Werewolf Syndrome: Causes, Symptoms, Treatment

Werewolf Syndrome or Hypertrichosis | Causes, Symptoms,Treatment

Hypertrichosis, the scientific name of Ambras Syndrome, commonly known as Werewolf Syndrome, is a rare genetic disorder that causes excessive hair growth anywhere on a person’s body. The rare condition has left doctors and researchers in a puzzle over centuries because of its bizarre causes, symptoms and other facts.

What is Hypertrichosis?

In healthy individual hair follicles are enclosed in the skin with the exception of the palms, lips and soles. Hypertrichosis is defined as an abnormal amount of hair growth over the body[1]. Hypertrichosis has been informally referred to as Werewolf Syndrome due to the appearance similar to the mythical creature werewolf. However, Hypertrichosis has no genetic connection to the wolves. You might hear Hypertrichosis Lanuginosa by different names such as uncontrollable hair syndrome, wolfman syndrome, wolfman disease, human werewolf syndrome, and the list continues.

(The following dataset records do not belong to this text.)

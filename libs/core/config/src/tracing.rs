use crate::Environment;
use tracing::{debug, info};
use tracing_subscriber::{EnvFilter, prelude::*};

/// Install color-eyre with a project-standard configuration.
///
/// Call this early in main() before any fallible operations. Safe to call
/// multiple times (subsequent calls are ignored).
pub fn install_color_eyre() {
    let _ = color_eyre::config::HookBuilder::default()
        .display_location_section(true)
        .display_env_section(false)
        .install();
}

/// Initialize tracing with environment-aware output.
///
/// - **Production** (`APP_ENV=production`): JSON format for log aggregation,
///   module targets hidden.
/// - **Development** (default): pretty-printed, human-readable.
///
/// Both include `tracing_error::ErrorLayer` so span traces are captured when
/// errors surface. `RUST_LOG` overrides the default filter
/// (`info` in production, `debug` in development).
///
/// Safe to call multiple times: if a subscriber is already set (common in
/// tests), the call is a no-op.
pub fn init_tracing(environment: &Environment) {
    let is_production = environment.is_production();

    let filter = EnvFilter::try_from_default_env().unwrap_or_else(|_| {
        if is_production {
            EnvFilter::new("info,tower_http=info,sea_orm=warn")
        } else {
            EnvFilter::new("debug")
        }
    });

    let result = if is_production {
        tracing_subscriber::registry()
            .with(
                tracing_subscriber::fmt::layer()
                    .json()
                    .with_target(false)
                    .flatten_event(true),
            )
            .with(tracing_error::ErrorLayer::default())
            .with(filter)
            .try_init()
    } else {
        tracing_subscriber::registry()
            .with(
                tracing_subscriber::fmt::layer()
                    .with_target(true)
                    .with_file(false)
                    .with_line_number(false),
            )
            .with(tracing_error::ErrorLayer::default())
            .with(filter)
            .try_init()
    };

    match result {
        Ok(_) => {
            info!("Tracing initialized. Environment: {:?}", environment);
        }
        Err(_) => {
            debug!("Tracing already initialized, skipping re-initialization");
        }
    }
}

You might have known about this syndrome before, not through these names but surely in movies like Van Helsing, The Twilight Saga, and The Wolfman. There are more than 35 movies that somehow portrays the werewolf, but it is not actually as Hollywood or fictions depicts it to be. This disorder is easy to diagnose, and doctors and genetic experts have proposed several theories and explanations behind the causes, symptoms, and treatment of werewolf syndrome.

But before I tell you everything, let’s find out some interesting facts about werewolf syndrome.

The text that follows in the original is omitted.